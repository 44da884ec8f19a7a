use serde::{Deserialize, Serialize};
use strum::{Display, EnumCount, EnumIter, EnumString, IntoStaticStr};

/// The five base columns every input table must carry.
#[derive(
    Debug,
    Clone,
    Copy,
    PartialEq,
    Eq,
    Hash,
    PartialOrd,
    Ord,
    Serialize,
    Deserialize,
    EnumString,
    EnumIter,
    EnumCount,
    Display,
    IntoStaticStr,
)]
#[strum(serialize_all = "lowercase", ascii_case_insensitive)]
pub enum OhlcvCol {
    Open,
    High,
    Low,
    Close,
    Volume,
}

impl OhlcvCol {
    pub fn as_str(&self) -> &'static str {
        self.into()
    }
}

/// Columns derived internally from `close`; they are always present after loading.
#[derive(
    Debug, Clone, Copy, PartialEq, Eq, Hash, Serialize, Deserialize, Display, IntoStaticStr,
)]
#[strum(serialize_all = "snake_case")]
pub enum DerivedCol {
    /// Simple close-to-close return.
    Returns,
    /// Trailing standard deviation of `returns`.
    Volatility,
}

impl DerivedCol {
    pub fn as_str(&self) -> &'static str {
        self.into()
    }
}

/// Column names that order the table in time and never become features.
pub const ORDER_COLUMNS: [&str; 5] = ["timestamp", "datetime", "date", "time", "index"];

/// How a column is brought onto a bounded, comparable scale.
#[derive(Debug, Clone, Copy, PartialEq, Eq, Hash, Serialize, Deserialize, Display)]
#[strum(serialize_all = "snake_case")]
pub enum FeatureKind {
    /// Prices and price-denominated overlays: trailing min-max to `[0, 1]`.
    PriceLike,
    /// Oscillators already living in `[0, 100]`: linear rescale to `[0, 1]`.
    BoundedOscillator,
    /// Everything else (MACD, returns, volatility, volume, ATR, …): trailing
    /// min-max with each column's own extrema.
    Unbounded,
}

const PRICE_PREFIXES: [&str; 14] = [
    "sma", "ema", "wma", "ma_", "vwap", "bb_", "bollinger", "kc_", "keltner", "donchian",
    "dc_", "psar", "pivot", "ichimoku",
];

const BOUNDED_PREFIXES: [&str; 6] = ["rsi", "stoch", "mfi", "adx", "aroon", "ultosc"];

impl FeatureKind {
    /// Classifies a column by its (case-insensitive) name.
    pub fn classify(name: &str) -> Self {
        let lower = name.to_ascii_lowercase();

        if matches!(lower.as_str(), "open" | "high" | "low" | "close") {
            return Self::PriceLike;
        }
        if PRICE_PREFIXES.iter().any(|p| lower.starts_with(p)) {
            return Self::PriceLike;
        }
        if BOUNDED_PREFIXES.iter().any(|p| lower.starts_with(p)) {
            return Self::BoundedOscillator;
        }
        Self::Unbounded
    }
}

pub fn is_order_column(name: &str) -> bool {
    let lower = name.to_ascii_lowercase();
    ORDER_COLUMNS.contains(&lower.as_str())
}

#[cfg(test)]
mod tests {
    use std::str::FromStr;

    use super::*;

    #[test]
    fn classify_by_name() {
        assert_eq!(FeatureKind::classify("close"), FeatureKind::PriceLike);
        assert_eq!(FeatureKind::classify("SMA_20"), FeatureKind::PriceLike);
        assert_eq!(FeatureKind::classify("bb_upper"), FeatureKind::PriceLike);
        assert_eq!(FeatureKind::classify("rsi_14"), FeatureKind::BoundedOscillator);
        assert_eq!(FeatureKind::classify("macd_signal"), FeatureKind::Unbounded);
        assert_eq!(FeatureKind::classify("volume"), FeatureKind::Unbounded);
        assert_eq!(FeatureKind::classify("atr"), FeatureKind::Unbounded);
    }

    #[test]
    fn ohlcv_parses_case_insensitively() {
        assert_eq!(OhlcvCol::from_str("Close").unwrap(), OhlcvCol::Close);
        assert_eq!(OhlcvCol::Volume.as_str(), "volume");
        assert!(is_order_column("Timestamp"));
        assert!(!is_order_column("close"));
    }
}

• [Problem details]: For the word "PartialEq", count how many lines of the entries contain it; give the number and nothing more.

• [Solution to this exercise]: 3